In Baden-Württemberg – genauer: in einem Ort namens Süßen – öffnete am 29. Juni 2023 ein weltweit einmaliges Experimentierfeld für die Friedhofsentwicklung seine Pforten. Der „Campus Vivorum“ umfasst knapp 6.000 Quadratmeter und wurde von der Initiative „Raum für Trauer“ realisiert. Ideeller Träger ist die Arbeitsgemeinschaft Friedhof und Denkmal. Auf dem Gelände werden ab sofort Lösungen zur künftigen Entwicklung kommunaler und kirchlicher Friedhöfe praktisch erfahrbar gemacht. Ziel des Campus Vivorum ist es, Friedhöfe in Zukunft so zu gestalten, dass sie sich an den Bedürfnissen der Hinterbliebenen orientieren. Individuelle Trauerrituale, wie das Ablegen persönlicher Grüße, Blumen oder Gegenstände, sollen hier direkt am Grab erlaubt sein. Der Campus Vivorum soll erlebbar machen, dass und wie gut das geht.

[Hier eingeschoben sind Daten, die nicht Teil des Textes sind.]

//! # geocast-types
//!
//! Wire format types for the geocast geofencing campaign engine.
//!
//! This crate provides the foundational types used across all geocast crates:
//! - [`SdkMessageId`] - locally generated (provisional) message identifiers
//! - [`EventType`] - region entry/exit discriminator
//! - [`GeoPushPayload`], [`RegionRecord`], [`EventRecord`] - inbound payload
//!   and flat persisted records
//! - [`GeoEventReportRequest`], [`GeoEventReportResponse`] - reporting endpoint
//!   bodies
//! - [`GeoError`] - Error types

#![warn(missing_docs)]
#![warn(clippy::all)]

mod error;
mod event_type;
mod ids;
mod payload;
mod report;

pub use error::GeoError;
pub use event_type::EventType;
pub use ids::{is_sdk_generated, SdkMessageId};
pub use payload::{
    distant_future, format_date, parse_date, reference_date, DeliveryTimeRecord, EventRecord,
    GeoPushPayload, InternalData, RegionRecord, SilentData, GEO_MESSAGE_TYPE,
};
pub use report::{
    GeoEventReport, GeoEventReportRequest, GeoEventReportResponse, GeoMessageReport, SeenEntry,
    SeenStatusRequest, NO_REGISTRATION,
};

Mehr Handlungsfreiheit an pflegefreien Grabformen

Die Initiative „Raum für Trauer“ hat sich nach eigenen Angaben jahrelang mit der psychologischen Wirkung des Grabes zur Trauerbewältigung auseinandergesetzt. Im Austausch mit Wissenschaft und Praxis kamen sie zu dem Schluss: Die eigentliche Funktion des Grabes als Trauerort für Hinterbliebene kommt wird oft nicht ausreichend erfüllt, weil wichtige Rituale beispielsweise oft per Satzung verboten sind. Für Hinterbliebene ist es in der Regel wichtig, dass sie einen Ort haben, an dem sie individuell trauern können. Um ihrer ganz persönlichen Emotionen Ausdruck zu verleihen, sind bestimmte Freiheiten von großer Bedeutung. Die Initiative „Raum für Trauer“ findet jedoch, dass diese Freiheiten aktuell bei vielen pflegefreien Grabformen, ob im Wald oder auf dem Friedhof, nicht gegeben sind. Das Experimentierfeld in Süßen soll dazu anregen, dass künftig auch pflegefreie Grabformen künftig so gestaltet beziehungsweise ausgewählt werden, dass Handlungsfreiheit für Hinterbliebene besteht.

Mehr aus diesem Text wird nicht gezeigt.